## The task:
Find and copy each line of the data that includes "await".

**** Given data

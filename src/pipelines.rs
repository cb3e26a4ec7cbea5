// Copyright 2025 Cowboy AI, LLC.

//! Iterator pipeline processing: creation, transformation, matching,
//! deduplication, pagination, sorting, reduction, and the async-stream
//! flavor of the same material.
//!
//! Aggregation terminals (collect-to-map, grouping, statistics) live in
//! [`crate::collectors`].

use std::collections::HashSet;
use std::hash::Hash;

use base64::engine::general_purpose::STANDARD;
use base64::Engine as _;
use rand::Rng;
use tokio_stream::StreamExt;

use crate::domain::User;
use crate::errors::{PrimerError, PrimerResult};

/// Square each value and render it: `[1, 2, 3]` → `["1", "4", "9"]`.
pub fn squares_as_strings(values: &[i32]) -> Vec<String> {
    values
        .iter()
        .map(|i| i * i)
        .map(|i| i.to_string())
        .collect()
}

/// Keep only the values above the threshold.
pub fn above(values: &[i32], threshold: i32) -> Vec<i32> {
    values.iter().copied().filter(|i| *i > threshold).collect()
}

/// Flatten every user's hobby list into one order-preserving list.
pub fn all_hobbies(users: &[User]) -> Vec<String> {
    users
        .iter()
        .flat_map(|user| user.hobbies.iter().cloned())
        .collect()
}

/// Drop repeated elements, keeping first occurrences in order.
pub fn distinct<T: Eq + Hash + Clone>(items: &[T]) -> Vec<T> {
    let mut seen = HashSet::new();
    items
        .iter()
        .filter(|item| seen.insert((*item).clone()))
        .cloned()
        .collect()
}

/// One page of the natural numbers: skip `skip`, take `take`.
pub fn page_of_naturals(skip: usize, take: usize) -> Vec<u64> {
    (1..).skip(skip).take(take).collect()
}

/// Sort words by length, longest first.
pub fn by_length_desc(words: &[&str]) -> Vec<String> {
    let mut sorted: Vec<String> = words.iter().map(|s| s.to_string()).collect();
    sorted.sort_by_key(|s| std::cmp::Reverse(s.len()));
    sorted
}

/// Sum with an explicit zero seed (fold).
pub fn sum_with_seed(values: &[i32]) -> i32 {
    values.iter().fold(0, |acc, i| acc + i)
}

/// Sum without a seed: `reduce` yields an `Option`, absent for an empty input.
pub fn sum_or_zero(values: &[i32]) -> i32 {
    values.iter().copied().reduce(|a, b| a + b).unwrap_or(0)
}

/// Square, peek at the intermediate values, double, and join with commas.
pub fn doubled_squares_joined(values: &[i32]) -> String {
    values
        .iter()
        .map(|i| i * i)
        .inspect(|squared| tracing::debug!(squared, "mid-pipeline"))
        .map(|i| i * 2)
        .map(|i| i.to_string())
        .collect::<Vec<_>>()
        .join(",")
}

/// The first `count` powers of two, as an iterated infinite sequence cut off
/// with `take`.
pub fn powers_of_two(count: usize) -> Vec<u64> {
    std::iter::successors(Some(1u64), |prev| prev.checked_mul(2))
        .take(count)
        .collect()
}

/// `count` random digits from a generated infinite sequence.
pub fn random_digits(count: usize) -> Vec<u8> {
    let mut rng = rand::thread_rng();
    std::iter::repeat_with(|| rng.gen_range(0..10u8))
        .take(count)
        .collect()
}

/// Double a value, label it, and base64-encode the label.
///
/// Named helper extracted from what would otherwise be a multi-line closure
/// in the middle of a pipeline; see [`labels_encoded`] for the call site.
pub fn label_and_encode(value: i32) -> String {
    let doubled = value * 2;
    let label = format!("The double value is: {doubled}");
    STANDARD.encode(label)
}

/// Encode every value via the named helper instead of an inline block.
pub fn labels_encoded(values: &[i32]) -> Vec<String> {
    values.iter().copied().map(label_and_encode).collect()
}

/// Render a possibly-absent list, treating absence as empty.
pub fn stringified_or_empty(values: Option<Vec<i32>>) -> Vec<String> {
    values
        .unwrap_or_default()
        .into_iter()
        .map(|i| i.to_string())
        .collect()
}

/// Halve every value, failing the whole pipeline on the first odd element.
pub fn halved_exactly(values: &[i32]) -> PrimerResult<Vec<i32>> {
    values
        .iter()
        .map(|i| {
            if i % 2 == 0 {
                Ok(i / 2)
            } else {
                Err(PrimerError::InvalidOperation {
                    reason: format!("expected an even value, got {i}"),
                })
            }
        })
        .collect()
}

/// [`squares_as_strings`] expressed over an async stream.
pub async fn squares_as_strings_streamed(values: Vec<i32>) -> Vec<String> {
    tokio_stream::iter(values)
        .map(|i| i * i)
        .map(|i| i.to_string())
        .collect()
        .await
}
// Copyright 2025 Cowboy AI, LLC.

//! Sleep helpers used by the concurrency demonstrations

use std::time::Duration;

/// Block the current thread for the given number of milliseconds.
pub fn sleep_ms(millis: u64) {
    std::thread::sleep(Duration::from_millis(millis));
}

/// Yield to the runtime timer for the given number of milliseconds.
pub async fn sleep_ms_async(millis: u64) {
    tokio::time::sleep(Duration::from_millis(millis)).await;
}
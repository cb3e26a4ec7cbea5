// Copyright 2025 Cowboy AI, LLC.

//! A tour of the date/time material: naive arithmetic, calendar adjusters,
//! zone conversion, spans, and clocks.

use anyhow::Result;
use chrono::{Duration, NaiveDate, NaiveTime, Weekday};
use tracing_subscriber::{fmt, prelude::*, EnvFilter};

use api_primer::datetime::{naive, spans::CalendarSpan, zoned};
use api_primer::datetime::{Clock, OffsetClock, SystemClock, TickClock};

fn main() -> Result<()> {
    tracing_subscriber::registry()
        .with(fmt::layer())
        .with(EnvFilter::from_default_env())
        .init();

    println!("=== Naive Dates ===");
    let new_year = naive::parse_date("2020-01-01")?;
    println!("parsed: {new_year}");
    println!("day 32 of 2020: {}", naive::date_from_year_day(2020, 32)?);
    println!("as US format: {}", new_year.format("%m/%d/%Y"));

    let adjusted = naive::next_weekday(new_year, Weekday::Fri)?;
    println!("next Friday: {adjusted}");
    println!("last day of its month: {}", naive::last_day_of_month(adjusted)?);
    println!(
        "February 2020 has {} days",
        naive::days_in_month(naive::parse_date("2020-02-01")?)?
    );

    println!("\n=== Naive Times ===");
    let eight = NaiveTime::from_hms_opt(8, 0, 0).expect("valid time");
    let shifted = eight + Duration::hours(1) - Duration::minutes(30);
    println!("08:00 + 1h - 30min = {}", shifted.format("%H:%M:%S"));

    println!("\n=== Zone Conversion ===");
    let east8 = zoned::offset_east_hours(8)?;
    let local = new_year.and_hms_opt(8, 0, 0).expect("valid time");
    let zoned_reading = zoned::at_offset(local, east8)?;
    println!("local reading: {zoned_reading}");
    println!(
        "same instant in UTC:  {}",
        zoned::format_utc(zoned::same_instant_utc(zoned_reading))
    );
    println!(
        "same wall clock, UTC: {}",
        zoned::format_utc(zoned::same_local_utc(zoned_reading))
    );
    println!(
        "epoch seconds: {}",
        zoned::same_instant_utc(zoned_reading).timestamp()
    );

    println!("\n=== Calendar Spans ===");
    let span = CalendarSpan::between(
        NaiveDate::from_ymd_opt(2020, 1, 1).expect("valid date"),
        NaiveDate::from_ymd_opt(2021, 3, 4).expect("valid date"),
    );
    println!("2020-01-01 → 2021-03-04 is {span:?}");
    println!(
        "applied back: {}",
        span.added_to(NaiveDate::from_ymd_opt(2020, 1, 1).expect("valid date"))?
    );

    println!("\n=== Clocks ===");
    let system = SystemClock;
    let ahead = OffsetClock::ahead_of(SystemClock, Duration::hours(1));
    let ticking = TickClock::with_tick(SystemClock, Duration::seconds(5))?;
    println!("system: {}", system.now());
    println!("one hour ahead: {}", ahead.now());
    println!("ticking every 5s: {}", ticking.now());
    println!("system in +08:00: {}", system.now_in(east8));

    println!("\n✅ Date/time tour completed successfully!");
    Ok(())
}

********

## Answer space:
        .await
    tokio::time::sleep(Duration::from_millis(millis)).await;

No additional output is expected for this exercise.